Transition politique au Bangladesh

Imagine : c’est la révolution et personne ne regarde !

03.10.2024, Coopération internationale

C'est précisément ce qui se passe depuis juillet et cela ne concerne pas n'importe quel pays, mais le huitième le plus peuplé du monde. À quelques exceptions près, le succès du soulèvement des jeunes au Bangladesh et l'expulsion de l'autocrate Sheikh Hasina vers l'Inde n'ont pas été relayés par les médias locaux.

Imagine : c’est la révolution et personne ne regarde !

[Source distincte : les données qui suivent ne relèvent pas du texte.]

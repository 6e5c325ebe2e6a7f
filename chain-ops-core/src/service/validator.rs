// =================================================================
// service/validator.rs - Validator Setup Workflow
// =================================================================

use chain_ops_common::{AccountAddress, BlockHash, ExtrinsicCall, RewardDestination};
use tracing::{info, warn};

use super::{retry, submit_and_accept, submit_and_confirm, wait_for_increase, PollPolicy, ServiceError};
use crate::accounts::AccountHandle;
use crate::blockchain::ChainClient;
use crate::config::{FundingMode, ValidatorSettings};
use crate::faucet::FaucetClient;

/// Where the stash and controller keys come from
#[derive(Debug, Clone, Copy, PartialEq, Eq)]
pub enum AccountSource {
    /// Mnemonics from the settings
    Configured,
    /// Fresh keys, printed once so they can be saved
    Generated,
}

#[derive(Debug)]
pub struct Connected {
    pub chain: String,
}

#[derive(Debug)]
pub struct AccountsReady {
    pub connected: Connected,
    pub root: AccountHandle,
    pub stash: AccountHandle,
    pub controller: AccountHandle,
}

#[derive(Debug)]
pub struct Funded {
    pub accounts: AccountsReady,
    pub stash_balance: u128,
    pub controller_balance: u128,
}

#[derive(Debug)]
pub struct KeysRotated {
    pub funded: Funded,
    pub session_keys: Vec<u8>,
}

#[derive(Debug)]
pub struct Bonded {
    pub rotated: KeysRotated,
    pub bond_block: BlockHash,
}

#[derive(Debug)]
pub struct SessionSet {
    pub bonded: Bonded,
    pub session_block: BlockHash,
}

/// Summary of a completed setup
#[derive(Debug, Clone, PartialEq, Eq)]
pub struct ValidatorReport {
    pub chain: String,
    pub stash: AccountAddress,
    pub controller: AccountAddress,
    pub bonded: u128,
    /// Perbill
    pub commission: u32,
    pub bond_block: BlockHash,
    pub session_block: BlockHash,
    pub commission_block: BlockHash,
}

/// Turns funded stash/controller accounts into an active validator candidate.
///
/// Each step consumes the state produced by the previous one, so the order
/// is fixed by the signatures. Any error aborts the whole run.
pub struct ValidatorSetup<'a, C: ChainClient + ?Sized> {
    client: &'a C,
    faucet: &'a FaucetClient,
    settings: &'a ValidatorSettings,
}

impl<'a, C: ChainClient + ?Sized> ValidatorSetup<'a, C> {
    pub fn new(client: &'a C, faucet: &'a FaucetClient, settings: &'a ValidatorSettings) -> Self {
        Self {
            client,
            faucet,
            settings,
        }
    }

    /// Run every step in order
    pub async fn run(
        &self,
        source: AccountSource,
        change_controller: bool,
    ) -> Result<ValidatorReport, ServiceError> {
        let connected = self.connect().await?;
        let accounts = self.load_accounts(connected, source)?;
        let funded = self.fund(accounts).await?;
        self.check_bond_value(funded.stash_balance)?;
        let funded = self.register_identities(funded).await?;
        let rotated = self.rotate_keys(funded).await?;
        let mut bonded = self.bond(rotated).await?;
        if change_controller {
            bonded = self.set_controller(bonded).await?;
        }
        let session_set = self.set_session_keys(bonded).await?;
        self.set_commission(session_set).await
    }

    /// Wait for the node to finish syncing
    pub async fn connect(&self) -> Result<Connected, ServiceError> {
        let chain = self.client.chain_name().await?;
        info!("Connected to {}", chain);

        let client = self.client;
        retry(&self.settings.retry, || async move {
            match client.is_syncing().await {
                Ok(false) => Ok(()),
                Ok(true) => Err(ServiceError::NodeSyncing),
                Err(e) => Err(ServiceError::from(e)),
            }
        })
        .await?;

        info!("Node is synced");
        Ok(Connected { chain })
    }

    pub fn load_accounts(
        &self,
        connected: Connected,
        source: AccountSource,
    ) -> Result<AccountsReady, ServiceError> {
        let root = AccountHandle::from_uri("Root", &self.settings.root_account_mnemonic)?;

        let (stash, controller) = match source {
            AccountSource::Configured => (
                AccountHandle::from_uri("Stash", &self.settings.stash_account_mnemonic)?,
                AccountHandle::from_uri("Controller", &self.settings.controller_account_mnemonic)?,
            ),
            AccountSource::Generated => {
                let (stash, stash_phrase) = AccountHandle::generate("Stash")?;
                let (controller, controller_phrase) = AccountHandle::generate("Controller")?;

                println!("=====================================================");
                println!("Generated accounts. Save these mnemonics, they are not stored anywhere.");
                println!("Stash:      {}", stash.address());
                println!("            {}", stash_phrase);
                println!("Controller: {}", controller.address());
                println!("            {}", controller_phrase);
                println!("=====================================================");

                (stash, controller)
            }
        };

        info!("Stash account: {}", stash.address());
        info!("Controller account: {}", controller.address());

        Ok(AccountsReady {
            connected,
            root,
            stash,
            controller,
        })
    }

    /// Fund stash and controller and wait until both balances went up
    pub async fn fund(&self, accounts: AccountsReady) -> Result<Funded, ServiceError> {
        let stash_before = self.client.account_state(accounts.stash.address()).await?.free;
        let controller_before = self.client.account_state(accounts.controller.address()).await?.free;
        let policy = PollPolicy {
            interval: self.settings.poll_interval,
            timeout: self.settings.funding_timeout,
        };

        let (stash_balance, controller_balance) = match self.settings.funding_mode {
            FundingMode::Faucet => {
                self.faucet.request_assets(accounts.stash.address()).await?;
                self.faucet.request_assets(accounts.controller.address()).await?;

                let stash = wait_for_increase(self.client, accounts.stash.address(), stash_before, &policy)
                    .await?;
                let controller = wait_for_increase(
                    self.client,
                    accounts.controller.address(),
                    controller_before,
                    &policy,
                )
                .await?;
                (stash, controller)
            }
            FundingMode::Endowment => (
                self.endow(&accounts.root, &accounts.stash, stash_before, &policy).await?,
                self.endow(&accounts.root, &accounts.controller, controller_before, &policy)
                    .await?,
            ),
        };

        Ok(Funded {
            accounts,
            stash_balance,
            controller_balance,
        })
    }

    // The next transfer from root is only built once this one landed, so
    // every endowment carries a fresh nonce.
    async fn endow(
        &self,
        root: &AccountHandle,
        target: &AccountHandle,
        previous: u128,
        policy: &PollPolicy,
    ) -> Result<u128, ServiceError> {
        info!(
            "Endowing {} with {} from {}",
            target.address(),
            self.settings.endowment_value,
            root.address()
        );
        let call = ExtrinsicCall::Transfer {
            dest: target.address().clone(),
            amount: self.settings.endowment_value,
        };
        submit_and_accept(self.client, &call, root).await?;
        wait_for_increase(self.client, target.address(), previous, policy).await
    }

    /// The bond must stay below the stash balance so fees can still be paid
    pub fn check_bond_value(&self, stash_balance: u128) -> Result<(), ServiceError> {
        if self.settings.bond_value >= stash_balance {
            return Err(ServiceError::Validation(format!(
                "Bond value needs to be lesser than balance. (Bond value: {}, balance: {})",
                self.settings.bond_value, stash_balance
            )));
        }
        Ok(())
    }

    pub async fn register_identities(&self, funded: Funded) -> Result<Funded, ServiceError> {
        let identities = [
            (&funded.accounts.stash, &self.settings.stash_identity),
            (&funded.accounts.controller, &self.settings.controller_identity),
        ];

        for (account, name) in identities {
            if let Some(name) = name {
                let call = ExtrinsicCall::SetIdentity {
                    display: name.clone(),
                };
                submit_and_confirm(self.client, &call, account).await?;
                info!("{} identity set to '{}'", account.label(), name);
            }
        }

        Ok(funded)
    }

    pub async fn rotate_keys(&self, funded: Funded) -> Result<KeysRotated, ServiceError> {
        let session_keys = self.client.rotate_session_keys().await?;
        info!("Session keys rotated: 0x{}", hex::encode(&session_keys));

        Ok(KeysRotated {
            funded,
            session_keys,
        })
    }

    pub async fn bond(&self, rotated: KeysRotated) -> Result<Bonded, ServiceError> {
        let accounts = &rotated.funded.accounts;
        // Identity deposits and fees may have been taken since funding
        let stash_balance = self.client.account_state(accounts.stash.address()).await?.free;
        self.check_bond_value(stash_balance)?;

        let call = ExtrinsicCall::Bond {
            controller: accounts.controller.address().clone(),
            value: self.settings.bond_value,
            payee: RewardDestination::Staked,
        };
        let bond_block = submit_and_confirm(self.client, &call, &accounts.stash).await?;
        info!("Bonded {} from {}", self.settings.bond_value, accounts.stash.address());

        Ok(Bonded {
            rotated,
            bond_block,
        })
    }

    pub async fn set_controller(&self, bonded: Bonded) -> Result<Bonded, ServiceError> {
        let accounts = &bonded.rotated.funded.accounts;
        let call = ExtrinsicCall::SetController {
            controller: accounts.controller.address().clone(),
        };
        submit_and_confirm(self.client, &call, &accounts.stash).await?;
        info!("Controller set to {}", accounts.controller.address());

        Ok(bonded)
    }

    pub async fn set_session_keys(&self, bonded: Bonded) -> Result<SessionSet, ServiceError> {
        let call = ExtrinsicCall::SetSessionKeys {
            keys: bonded.rotated.session_keys.clone(),
            proof: Vec::new(),
        };
        let controller = &bonded.rotated.funded.accounts.controller;
        let session_block = submit_and_confirm(self.client, &call, controller).await?;
        info!("Session keys set");

        Ok(SessionSet {
            bonded,
            session_block,
        })
    }

    pub async fn set_commission(&self, session_set: SessionSet) -> Result<ValidatorReport, ServiceError> {
        let SessionSet {
            bonded,
            session_block,
        } = session_set;
        let accounts = bonded.rotated.funded.accounts;

        if self.settings.commission == 0 {
            warn!("Validator commission is 0%");
        }
        let call = ExtrinsicCall::Validate {
            commission: self.settings.commission,
            blocked: false,
        };
        let commission_block = submit_and_confirm(self.client, &call, &accounts.controller).await?;
        info!("Commission set to {} Perbill", self.settings.commission);

        Ok(ValidatorReport {
            chain: accounts.connected.chain,
            stash: accounts.stash.address().clone(),
            controller: accounts.controller.address().clone(),
            bonded: self.settings.bond_value,
            commission: self.settings.commission,
            bond_block: bonded.bond_block,
            session_block,
            commission_block,
        })
    }
}
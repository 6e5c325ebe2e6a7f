// =================================================================
// faucet/errors.rs - Error Types
// =================================================================

use thiserror::Error;

/// Error types for asset requests
#[derive(Error, Debug)]
pub enum FaucetError {
    #[error("Network error: {0}")]
    NetworkError(String),

    #[error("Faucet request timed out")]
    Timeout,

    #[error("Faucet returned HTTP {status}: {body}")]
    Status { status: u16, body: String },

    #[error("Invalid faucet response: {0}")]
    ParseError(String),
}

impl From<reqwest::Error> for FaucetError {
    fn from(err: reqwest::Error) -> Self {
        if err.is_timeout() {
            FaucetError::Timeout
        } else if err.is_decode() {
            FaucetError::ParseError(err.to_string())
        } else {
            FaucetError::NetworkError(err.to_string())
        }
    }
}

impl From<serde_json::Error> for FaucetError {
    fn from(err: serde_json::Error) -> Self {
        FaucetError::ParseError(err.to_string())
    }
}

Un mois après le changement de pouvoir, des milliers de personnes se rassemblent à nouveau à Dhaka en septembre. © AP Photo/Rajib Dhar

Dans les débats actuels sur la coopération au développement, il vaut pourtant la peine de s’intéresser de plus près à ce pays prioritaire de la Direction du développement et de la coopération (DDC). Le Bangladesh a connu une croissance économique spectaculaire, surtout depuis le tournant du millénaire. Le produit intérieur brut (PIB) par habitant a plus que sextuplé et le pays devance désormais l'Inde et le Pakistan. Le nombre de personnes vivant en dessous du seuil de pauvreté (2,15$ par jour) est passé d'un tiers en 2000 à 5,8% en 2023.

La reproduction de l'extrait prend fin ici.